Reputation:
I'm working on problem four of Project Euler and am running into a stackoverflow exception. I'm not asking for help on solving the problem, I'd just like it explained why I am getting a stackoverflow exception. It's usually because of infinite recursion but I don't believe that is the case this time (if I'm just blind and not seeing it right now please let me know).
Here's the code:
let Euler4 =
let reverse sum =
let rec loop (n,x) =
if n = 0
then
x
else
loop (n/10,(x*10) + (n%10))
loop (sum, 0);
let isPalindrome arg = (arg = (reverse arg));
let findPalindromes (startx,starty) =
let rec loop (x,y) acc =
let result = if isPalindrome (x * y) then ((x,y) :: acc) else acc;
let next = match (x,y) with
| (x,y) when y = 100 -> (x-1,starty)
| _ -> (x,y-1)
if x = 100 then
result
else
loop (next) result
loop (startx,starty) [];
let value = (999,999);
printfn "%A" (findPalindromes value);
;
Upvotes: 3
Views: 598
Reputation: 118935
Are you compiling in 'Debug' mode or 'Release' mode? Debug mode in VS has tail calls turned off by default (compiler flag "--tailcalls-"), in order to preserve stacks for debugging, but this has the trade-off that you may StackOverflow. You can either switch to 'Release' mode, or
to turn on tail calls with 'Debug' settings.

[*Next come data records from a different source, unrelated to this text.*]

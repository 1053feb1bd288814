//! Builder utilities for configuring cascade runs.

use std::num::NonZeroUsize;

use crate::{
    epicast::Epicast,
    error::{EpicastError, Result},
};

const DEFAULT_RNG_SEED: u64 = 0xCA5C_ADE5;

/// Configures and constructs [`Epicast`] instances.
///
/// # Examples
/// ```
/// use epicast_core::EpicastBuilder;
///
/// let epicast = EpicastBuilder::new()
///     .with_probability(0.25)
///     .with_samples(3)
///     .with_rng_seed(42)
///     .build()
///     .expect("configuration is valid");
/// assert_eq!(epicast.samples().get(), 3);
/// assert_eq!(epicast.rng_seed(), 42);
/// ```
#[derive(Debug, Clone)]
pub struct EpicastBuilder {
    probability: Option<f64>,
    samples: usize,
    rng_seed: u64,
    threads: Option<usize>,
}

impl Default for EpicastBuilder {
    fn default() -> Self {
        Self {
            probability: None,
            samples: 1,
            rng_seed: DEFAULT_RNG_SEED,
            threads: None,
        }
    }
}

impl EpicastBuilder {
    /// Creates a builder with one sample per condition and a fixed default
    /// seed; the transmission probability must still be supplied.
    #[must_use]
    pub fn new() -> Self {
        Self::default()
    }

    /// Sets the per-edge transmission probability, required, in `(0, 1]`.
    #[must_use]
    pub fn with_probability(mut self, probability: f64) -> Self {
        self.probability = Some(probability);
        self
    }

    /// Sets how many independent trials run per initial condition.
    #[must_use]
    pub fn with_samples(mut self, samples: usize) -> Self {
        self.samples = samples;
        self
    }

    /// Seeds the base random stream; per-trial streams derive from it, so a
    /// fixed seed reproduces a run exactly for any worker count.
    #[must_use]
    pub fn with_rng_seed(mut self, seed: u64) -> Self {
        self.rng_seed = seed;
        self
    }

    /// Dedicates a worker pool of `threads` workers to the run instead of
    /// the global one.
    #[must_use]
    pub fn with_threads(mut self, threads: usize) -> Self {
        self.threads = Some(threads);
        self
    }

    /// Returns the configured probability, if set.
    #[must_use]
    pub fn probability(&self) -> Option<f64> {
        self.probability
    }

    /// Returns the configured number of trials per condition.
    #[must_use]
    pub fn samples(&self) -> usize {
        self.samples
    }

    /// Validates the configuration and constructs an [`Epicast`] instance.
    ///
    /// # Errors
    /// Returns [`EpicastError::ProbabilityNotSet`] when no probability was
    /// supplied, [`EpicastError::InvalidProbability`] when it lies outside
    /// `(0, 1]` (NaN included), [`EpicastError::InvalidSamples`] for a zero
    /// sample count, and [`EpicastError::InvalidThreads`] for a zero worker
    /// count.
    ///
    /// # Examples
    /// ```
    /// use epicast_core::{EpicastBuilder, EpicastError};
    ///
    /// let err = EpicastBuilder::new()
    ///     .with_probability(1.5)
    ///     .build()
    ///     .expect_err("probability above 1 is invalid");
    /// assert!(matches!(err, EpicastError::InvalidProbability { .. }));
    /// ```
    pub fn build(self) -> Result<Epicast> {
        let probability = self.probability.ok_or(EpicastError::ProbabilityNotSet)?;
        if !(probability > 0.0 && probability <= 1.0) {
            return Err(EpicastError::InvalidProbability { got: probability });
        }
        let samples = NonZeroUsize::new(self.samples)
            .ok_or(EpicastError::InvalidSamples { got: self.samples })?;
        let threads = match self.threads {
            None => None,
            Some(count) => Some(
                NonZeroUsize::new(count).ok_or(EpicastError::InvalidThreads { got: count })?,
            ),
        };
        Ok(Epicast::new(probability, samples, self.rng_seed, threads))
    }
}
//! Tiny deterministic contact networks for tests.

use epicast_core::{ContactNetwork, NetworkError};

/// Adjacency-list network fixture with a handful of canned topologies.
#[derive(Debug, Clone)]
pub struct FixtureNetwork {
    name: String,
    adjacency: Vec<Vec<usize>>,
    edges: usize,
}

impl FixtureNetwork {
    /// Builds a fixture from explicit adjacency lists.
    #[must_use]
    pub fn from_adjacency(name: impl Into<String>, adjacency: Vec<Vec<usize>>) -> Self {
        let edges = adjacency.iter().map(Vec::len).sum();
        Self {
            name: name.into(),
            adjacency,
            edges,
        }
    }

    /// Undirected ring 0-1-…-(n-1)-0; every node has two neighbours.
    #[must_use]
    pub fn ring(nodes: usize) -> Self {
        assert!(nodes >= 3, "a ring needs at least 3 nodes");
        let adjacency = (0..nodes)
            .map(|node| vec![(node + nodes - 1) % nodes, (node + 1) % nodes])
            .collect();
        Self::from_adjacency("ring", adjacency)
    }

    /// Undirected star: node 0 linked with each of `leaves` leaf nodes.
    #[must_use]
    pub fn star(leaves: usize) -> Self {
        let mut adjacency = vec![(1..=leaves).collect::<Vec<_>>()];
        adjacency.extend((1..=leaves).map(|_| vec![0]));
        Self::from_adjacency("star", adjacency)
    }

    /// Undirected path 0-1-…-(n-1).
    #[must_use]
    pub fn path(nodes: usize) -> Self {
        assert!(nodes >= 2, "a path needs at least 2 nodes");
        let adjacency = (0..nodes)
            .map(|node| {
                let mut neighbours = Vec::new();
                if node > 0 {
                    neighbours.push(node - 1);
                }
                if node + 1 < nodes {
                    neighbours.push(node + 1);
                }
                neighbours
            })
            .collect();
        Self::from_adjacency("path", adjacency)
    }

    /// A single node with no edges.
    #[must_use]
    pub fn isolated() -> Self {
        Self::from_adjacency("isolated", vec![Vec::new()])
    }
}

impl ContactNetwork for FixtureNetwork {
    fn node_count(&self) -> usize {
        self.adjacency.len()
    }

    fn edge_count(&self) -> usize {
        self.edges
    }

    fn name(&self) -> &str {
        &self.name
    }

    fn neighbours(&self, node: usize) -> Result<&[usize], NetworkError> {
        self.adjacency
            .get(node)
            .map(Vec::as_slice)
            .ok_or(NetworkError::OutOfBounds { node })
    }
}
//! Trial orchestration: parallel fan-out over initial conditions.
//!
//! Provides the [`Epicast`] runtime entry point that validates every epidemic
//! definition up front, distributes the outer condition loop across Rayon
//! workers, and drives sequential trials on the owning worker.

use std::{fmt, num::NonZeroUsize};

use rand::{SeedableRng, rngs::SmallRng};
use rayon::prelude::*;
use tracing::{info, instrument};

use crate::{
    condition::InitialCondition,
    engine::{CascadeEngine, validate_condition},
    error::{EpicastError, Result},
    network::ContactNetwork,
    report::{TrialReport, TrialStart},
    sink::{StatusSink, TraceSink},
};

/// SplitMix64 increment (the 64-bit golden ratio) spacing per-trial seeds.
const TRIAL_SEED_SPACING: u64 = 0x9E37_79B9_7F4A_7C15;
const SPLITMIX_MULT_A: u64 = 0xBF58_476D_1CE4_E5B9;
const SPLITMIX_MULT_B: u64 = 0x94D0_49BB_1331_11EB;

#[inline]
fn splitmix64(mut state: u64) -> u64 {
    state = state.wrapping_add(TRIAL_SEED_SPACING);
    state = (state ^ (state >> 30)).wrapping_mul(SPLITMIX_MULT_A);
    state = (state ^ (state >> 27)).wrapping_mul(SPLITMIX_MULT_B);
    state ^ (state >> 31)
}

/// Derives the seed for trial `trial` of the condition at `index`.
///
/// The derivation depends only on the base seed and the (condition, trial)
/// pair, never on worker identity, so traces are reproducible for any thread
/// count.
#[inline]
fn mix_trial_seed(base_seed: u64, index: usize, trial: usize) -> u64 {
    let per_condition =
        splitmix64(base_seed ^ ((index as u64 + 1).wrapping_mul(TRIAL_SEED_SPACING)));
    splitmix64(per_condition ^ ((trial as u64).wrapping_mul(TRIAL_SEED_SPACING)))
}

/// Shared output sinks for one run.
///
/// Both sinks are optional; a disabled sink costs nothing per event.
#[derive(Clone, Copy, Default)]
pub struct Sinks<'a> {
    /// Receives one record per transmission attempt.
    pub trace: Option<&'a dyn TraceSink>,
    /// Receives per-trial started/stopped records.
    pub status: Option<&'a dyn StatusSink>,
}

impl fmt::Debug for Sinks<'_> {
    fn fmt(&self, f: &mut fmt::Formatter<'_>) -> fmt::Result {
        f.debug_struct("Sinks")
            .field("trace", &self.trace.is_some())
            .field("status", &self.status.is_some())
            .finish()
    }
}

impl<'a> Sinks<'a> {
    /// Disables both sinks.
    #[must_use]
    pub fn none() -> Self {
        Self::default()
    }
}

/// Entry point for running epidemic cascades over a contact network.
///
/// # Examples
/// ```
/// use epicast_core::{
///     ContactNetwork, EpicastBuilder, InitialCondition, NetworkError, Sinks, StopCriterion,
/// };
///
/// struct Pair;
///
/// impl ContactNetwork for Pair {
///     fn node_count(&self) -> usize { 2 }
///     fn edge_count(&self) -> usize { 1 }
///     fn name(&self) -> &str { "pair" }
///     fn neighbours(&self, node: usize) -> Result<&[usize], NetworkError> {
///         match node {
///             0 => Ok(&[1]),
///             1 => Ok(&[]),
///             _ => Err(NetworkError::OutOfBounds { node }),
///         }
///     }
/// }
///
/// let epicast = EpicastBuilder::new()
///     .with_probability(1.0)
///     .build()
///     .expect("builder must succeed");
/// let conditions = vec![InitialCondition::singleton(StopCriterion::MaxTime(3))];
/// let reports = epicast
///     .run(&Pair, conditions, Sinks::none())
///     .expect("run must succeed");
/// assert_eq!(reports.len(), 1);
/// assert_eq!(reports[0].infected_count(), 2);
/// ```
#[derive(Debug, Clone)]
pub struct Epicast {
    probability: f64,
    samples: NonZeroUsize,
    rng_seed: u64,
    threads: Option<NonZeroUsize>,
}

impl Epicast {
    pub(crate) fn new(
        probability: f64,
        samples: NonZeroUsize,
        rng_seed: u64,
        threads: Option<NonZeroUsize>,
    ) -> Self {
        Self {
            probability,
            samples,
            rng_seed,
            threads,
        }
    }

    /// Returns the per-edge transmission probability.
    #[must_use]
    pub fn probability(&self) -> f64 {
        self.probability
    }

    /// Returns the number of trials run per initial condition.
    #[must_use]
    pub fn samples(&self) -> NonZeroUsize {
        self.samples
    }

    /// Returns the base seed of the random stream.
    #[must_use]
    pub fn rng_seed(&self) -> u64 {
        self.rng_seed
    }

    /// Returns the dedicated worker count, if one was configured.
    #[must_use]
    pub fn threads(&self) -> Option<NonZeroUsize> {
        self.threads
    }

    /// Runs every condition to completion and returns the trial reports in
    /// (condition, trial) order.
    ///
    /// All conditions are validated before the first trial starts; a failure
    /// aborts the whole run. The outer loop over conditions is distributed
    /// across workers with work stealing, because epidemic run time is highly
    /// variable; trials within one condition run sequentially on the owning
    /// worker. Each condition is consumed once its trials complete, releasing
    /// its seed storage.
    ///
    /// # Errors
    /// Returns [`EpicastError::EmptyNetwork`], [`EpicastError::NoSeeds`],
    /// [`EpicastError::TooManySeeds`], [`EpicastError::SeedOutOfRange`], or
    /// [`EpicastError::DuplicateSeed`] for precondition violations,
    /// [`EpicastError::ThreadPool`] when a dedicated pool cannot be built,
    /// and the engine's [`EpicastError::Network`] / [`EpicastError::Sink`]
    /// failures from running trials.
    #[instrument(
        name = "core.run",
        err,
        skip_all,
        fields(
            network = %network.name(),
            conditions = conditions.len(),
            samples = self.samples.get(),
            probability = self.probability,
        ),
    )]
    pub fn run<N>(
        &self,
        network: &N,
        conditions: Vec<InitialCondition>,
        sinks: Sinks<'_>,
    ) -> Result<Vec<TrialReport>>
    where
        N: ContactNetwork + Sync + ?Sized,
    {
        for condition in &conditions {
            validate_condition(network, condition)?;
        }
        let reports = match self.threads {
            Some(threads) => rayon::ThreadPoolBuilder::new()
                .num_threads(threads.get())
                .build()
                .map_err(|source| EpicastError::ThreadPool { source })?
                .install(|| self.run_conditions(network, conditions, sinks)),
            None => self.run_conditions(network, conditions, sinks),
        }?;
        info!(trials = reports.len(), "run completed");
        Ok(reports)
    }

    fn run_conditions<N>(
        &self,
        network: &N,
        conditions: Vec<InitialCondition>,
        sinks: Sinks<'_>,
    ) -> Result<Vec<TrialReport>>
    where
        N: ContactNetwork + Sync + ?Sized,
    {
        let nested = conditions
            .into_par_iter()
            .enumerate()
            .map(|(index, condition)| self.run_condition(network, index, condition, sinks))
            .collect::<Result<Vec<_>>>()?;
        Ok(nested.into_iter().flatten().collect())
    }

    /// Runs all trials of one condition sequentially on the owning worker,
    /// consuming the condition afterwards.
    fn run_condition<N>(
        &self,
        network: &N,
        index: usize,
        condition: InitialCondition,
        sinks: Sinks<'_>,
    ) -> Result<Vec<TrialReport>>
    where
        N: ContactNetwork + Sync + ?Sized,
    {
        info!(
            epidemic = condition.id(),
            probability = self.probability,
            criterion = condition.stop().label(),
            bound = condition.stop().bound(),
            "running epidemic"
        );
        let mut reports = Vec::with_capacity(self.samples.get());
        for trial in 1..=self.samples.get() {
            let seed = mix_trial_seed(self.rng_seed, index, trial);
            reports.push(self.run_trial(network, &condition, trial, seed, sinks)?);
        }
        Ok(reports)
    }

    fn run_trial<N>(
        &self,
        network: &N,
        condition: &InitialCondition,
        trial: usize,
        seed: u64,
        sinks: Sinks<'_>,
    ) -> Result<TrialReport>
    where
        N: ContactNetwork + ?Sized,
    {
        let rng = SmallRng::seed_from_u64(seed);
        let mut engine =
            CascadeEngine::new(network, self.probability, condition, rng, sinks.trace)?;
        if let Some(status) = sinks.status {
            let start = TrialStart::new(
                condition.id(),
                trial,
                engine.state().time(),
                engine.state().infected_count(),
                network.node_count(),
            );
            status
                .trial_started(&start)
                .map_err(|error| EpicastError::Sink { error })?;
        }
        engine.run()?;
        let state = engine.state();
        let report = TrialReport::new(
            condition.id(),
            trial,
            state.time(),
            state.infected_count(),
            network.node_count(),
            state.cascade_links(),
        );
        if let Some(status) = sinks.status {
            status
                .trial_finished(&report)
                .map_err(|error| EpicastError::Sink { error })?;
        }
        Ok(report)
    }
}
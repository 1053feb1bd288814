//! Contact-network abstraction consumed by the cascade engine.

use crate::error::NetworkError;

/// Abstraction over an immutable contact graph with per-node adjacency.
///
/// Implementations are loaded once before any trial runs and shared read-only
/// across all concurrent trials, so no interior synchronization is required.
///
/// # Examples
/// ```
/// use epicast_core::{ContactNetwork, NetworkError};
///
/// struct Pair;
///
/// impl ContactNetwork for Pair {
///     fn node_count(&self) -> usize { 2 }
///     fn edge_count(&self) -> usize { 1 }
///     fn name(&self) -> &str { "pair" }
///     fn neighbours(&self, node: usize) -> Result<&[usize], NetworkError> {
///         match node {
///             0 => Ok(&[1]),
///             1 => Ok(&[]),
///             _ => Err(NetworkError::OutOfBounds { node }),
///         }
///     }
/// }
///
/// let network = Pair;
/// assert_eq!(network.degree(0)?, 1);
/// assert_eq!(network.degree(1)?, 0);
/// # Ok::<(), NetworkError>(())
/// ```
pub trait ContactNetwork {
    /// Returns the number of nodes in the network.
    fn node_count(&self) -> usize;

    /// Returns the number of arcs in the network.
    fn edge_count(&self) -> usize;

    /// Returns a human-readable name.
    fn name(&self) -> &str;

    /// Returns the neighbour list of `node`.
    ///
    /// # Errors
    /// Returns [`NetworkError::OutOfBounds`] when `node` is not in
    /// `[0, node_count)`.
    fn neighbours(&self, node: usize) -> Result<&[usize], NetworkError>;

    /// Returns the out-degree of `node`.
    ///
    /// The default implementation measures the neighbour list.
    ///
    /// # Errors
    /// Returns any [`NetworkError`] surfaced by [`Self::neighbours`].
    fn degree(&self, node: usize) -> Result<usize, NetworkError> {
        self.neighbours(node).map(<[usize]>::len)
    }
}

#[cfg(test)]
mod tests {
    use super::*;

    struct Line;

    impl ContactNetwork for Line {
        fn node_count(&self) -> usize {
            3
        }
        fn edge_count(&self) -> usize {
            2
        }
        fn name(&self) -> &str {
            "line"
        }
        fn neighbours(&self, node: usize) -> Result<&[usize], NetworkError> {
            match node {
                0 => Ok(&[1]),
                1 => Ok(&[2]),
                2 => Ok(&[]),
                _ => Err(NetworkError::OutOfBounds { node }),
            }
        }
    }

    #[test]
    fn degree_measures_neighbour_list() {
        let network = Line;
        assert_eq!(network.degree(0).expect("in bounds"), 1);
        assert_eq!(network.degree(2).expect("in bounds"), 0);
    }

    #[test]
    fn degree_propagates_out_of_bounds() {
        let err = Line.degree(9).expect_err("node 9 does not exist");
        assert!(matches!(err, NetworkError::OutOfBounds { node: 9 }));
    }
}
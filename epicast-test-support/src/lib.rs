//! Shared test scaffolding for the epicast workspace.
//!
//! Deterministic contact-network fixtures and recording sinks used by the
//! core and CLI test suites. Not intended for production use.

pub mod network;
pub mod sink;
//! Error types for the epicast core library.
//!
//! Defines the error enums exposed by the public API, their stable
//! machine-readable codes, and a convenient result alias.

use std::{fmt, sync::Arc};

use thiserror::Error;

use crate::sink::SinkError;

/// An error produced by [`crate::ContactNetwork`] operations.
#[non_exhaustive]
#[derive(Clone, Debug, Eq, Error, PartialEq)]
pub enum NetworkError {
    /// Requested node was outside the network's bounds.
    #[error("node {node} is out of bounds")]
    OutOfBounds {
        /// The requested node id that exceeded the network bounds.
        node: usize,
    },
}

/// Stable codes describing [`NetworkError`] variants.
#[derive(Clone, Copy, Debug, Eq, Hash, PartialEq)]
#[non_exhaustive]
pub enum NetworkErrorCode {
    /// Requested node was outside the network's bounds.
    OutOfBounds,
}

impl NetworkErrorCode {
    /// Return the stable machine-readable representation of this error code.
    #[must_use]
    pub const fn as_str(self) -> &'static str {
        match self {
            Self::OutOfBounds => "NETWORK_OUT_OF_BOUNDS",
        }
    }
}

impl fmt::Display for NetworkErrorCode {
    fn fmt(&self, f: &mut fmt::Formatter<'_>) -> fmt::Result {
        f.write_str(self.as_str())
    }
}

impl NetworkError {
    /// Retrieve the stable [`NetworkErrorCode`] for this error.
    #[must_use]
    pub const fn code(&self) -> NetworkErrorCode {
        match self {
            Self::OutOfBounds { .. } => NetworkErrorCode::OutOfBounds,
        }
    }
}

/// Error type produced when configuring or running [`crate::Epicast`].
#[non_exhaustive]
#[derive(Debug, Error)]
pub enum EpicastError {
    /// No transmission probability was supplied to the builder.
    #[error("transmission probability was not set")]
    ProbabilityNotSet,
    /// Transmission probability must lie in `(0, 1]`.
    #[error("transmission probability must lie in (0, 1] (got {got})")]
    InvalidProbability {
        /// The invalid probability supplied by the caller.
        got: f64,
    },
    /// At least one trial must run per initial condition.
    #[error("samples must be at least 1 (got {got})")]
    InvalidSamples {
        /// The invalid sample count supplied by the caller.
        got: usize,
    },
    /// A configured worker count must be at least one.
    #[error("threads must be at least 1 (got {got})")]
    InvalidThreads {
        /// The invalid thread count supplied by the caller.
        got: usize,
    },
    /// The supplied [`crate::ContactNetwork`] contained no nodes.
    #[error("contact network `{network}` contains no nodes")]
    EmptyNetwork {
        /// Identifier for the empty network.
        network: Arc<str>,
    },
    /// An initial condition listed no seed nodes.
    #[error("epidemic {epidemic} lists no seed nodes")]
    NoSeeds {
        /// Epidemic id of the offending initial condition.
        epidemic: u32,
    },
    /// An initial condition seeded a node outside the network.
    #[error("epidemic {epidemic} seeds node {node} but the network has {nodes} nodes")]
    SeedOutOfRange {
        /// Epidemic id of the offending initial condition.
        epidemic: u32,
        /// Seed node id that fell outside the network.
        node: usize,
        /// Number of nodes in the network.
        nodes: usize,
    },
    /// An initial condition listed the same seed node twice.
    #[error("epidemic {epidemic} seeds node {node} more than once")]
    DuplicateSeed {
        /// Epidemic id of the offending initial condition.
        epidemic: u32,
        /// Seed node id that was repeated.
        node: usize,
    },
    /// Initially infected nodes must be strictly fewer than network nodes.
    #[error("epidemic {epidemic} seeds {seeds} nodes but the network has only {nodes}")]
    TooManySeeds {
        /// Epidemic id of the offending initial condition.
        epidemic: u32,
        /// Number of seed nodes listed.
        seeds: usize,
        /// Number of nodes in the network.
        nodes: usize,
    },
    /// A [`crate::ContactNetwork`] operation failed while a trial was running.
    #[error("contact network `{network}` failed: {error}")]
    Network {
        /// Identifier for the network that produced the error.
        network: Arc<str>,
        #[source]
        /// Underlying network error bubbled up by the engine.
        error: NetworkError,
    },
    /// A trace or status sink rejected an appended record.
    #[error("sink append failed: {error}")]
    Sink {
        #[source]
        /// Underlying sink failure.
        error: SinkError,
    },
    /// The dedicated worker pool could not be constructed.
    #[error("failed to build worker pool: {source}")]
    ThreadPool {
        #[source]
        /// Error raised by the thread-pool builder.
        source: rayon::ThreadPoolBuildError,
    },
}

/// Stable codes describing [`EpicastError`] variants.
#[derive(Clone, Copy, Debug, Eq, Hash, PartialEq)]
#[non_exhaustive]
pub enum EpicastErrorCode {
    /// No transmission probability was supplied to the builder.
    ProbabilityNotSet,
    /// Transmission probability must lie in `(0, 1]`.
    InvalidProbability,
    /// At least one trial must run per initial condition.
    InvalidSamples,
    /// A configured worker count must be at least one.
    InvalidThreads,
    /// The supplied [`crate::ContactNetwork`] contained no nodes.
    EmptyNetwork,
    /// An initial condition listed no seed nodes.
    NoSeeds,
    /// An initial condition seeded a node outside the network.
    SeedOutOfRange,
    /// An initial condition listed the same seed node twice.
    DuplicateSeed,
    /// Initially infected nodes must be strictly fewer than network nodes.
    TooManySeeds,
    /// A [`crate::ContactNetwork`] operation failed while a trial was running.
    NetworkFailure,
    /// A trace or status sink rejected an appended record.
    SinkFailure,
    /// The dedicated worker pool could not be constructed.
    ThreadPool,
}

impl EpicastErrorCode {
    /// Return the stable machine-readable representation of this error code.
    #[must_use]
    pub const fn as_str(self) -> &'static str {
        match self {
            Self::ProbabilityNotSet => "EPICAST_PROBABILITY_NOT_SET",
            Self::InvalidProbability => "EPICAST_INVALID_PROBABILITY",
            Self::InvalidSamples => "EPICAST_INVALID_SAMPLES",
            Self::InvalidThreads => "EPICAST_INVALID_THREADS",
            Self::EmptyNetwork => "EPICAST_EMPTY_NETWORK",
            Self::NoSeeds => "EPICAST_NO_SEEDS",
            Self::SeedOutOfRange => "EPICAST_SEED_OUT_OF_RANGE",
            Self::DuplicateSeed => "EPICAST_DUPLICATE_SEED",
            Self::TooManySeeds => "EPICAST_TOO_MANY_SEEDS",
            Self::NetworkFailure => "EPICAST_NETWORK_FAILURE",
            Self::SinkFailure => "EPICAST_SINK_FAILURE",
            Self::ThreadPool => "EPICAST_THREAD_POOL",
        }
    }
}

impl fmt::Display for EpicastErrorCode {
    fn fmt(&self, f: &mut fmt::Formatter<'_>) -> fmt::Result {
        f.write_str(self.as_str())
    }
}

impl EpicastError {
    /// Retrieve the stable [`EpicastErrorCode`] for this error.
    #[must_use]
    pub const fn code(&self) -> EpicastErrorCode {
        match self {
            Self::ProbabilityNotSet => EpicastErrorCode::ProbabilityNotSet,
            Self::InvalidProbability { .. } => EpicastErrorCode::InvalidProbability,
            Self::InvalidSamples { .. } => EpicastErrorCode::InvalidSamples,
            Self::InvalidThreads { .. } => EpicastErrorCode::InvalidThreads,
            Self::EmptyNetwork { .. } => EpicastErrorCode::EmptyNetwork,
            Self::NoSeeds { .. } => EpicastErrorCode::NoSeeds,
            Self::SeedOutOfRange { .. } => EpicastErrorCode::SeedOutOfRange,
            Self::DuplicateSeed { .. } => EpicastErrorCode::DuplicateSeed,
            Self::TooManySeeds { .. } => EpicastErrorCode::TooManySeeds,
            Self::Network { .. } => EpicastErrorCode::NetworkFailure,
            Self::Sink { .. } => EpicastErrorCode::SinkFailure,
            Self::ThreadPool { .. } => EpicastErrorCode::ThreadPool,
        }
    }

    /// Retrieve the inner [`NetworkErrorCode`] when the error originated in a
    /// [`crate::ContactNetwork`].
    #[must_use]
    pub const fn network_code(&self) -> Option<NetworkErrorCode> {
        match self {
            Self::Network { error, .. } => Some(error.code()),
            _ => None,
        }
    }
}

/// Convenient alias for results returned by the core API.
pub type Result<T> = core::result::Result<T, EpicastError>;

(Your program runs fine for me with tail calls enabled.)
Upvotes: 11
Reputation: 78033
I can't read F# and don't know if your problem is related to this but especially if you're doing something recursive avoid checking for equality to a number, instead try to check for a threshold. For example, instead of testing n = 0, test n <= 0.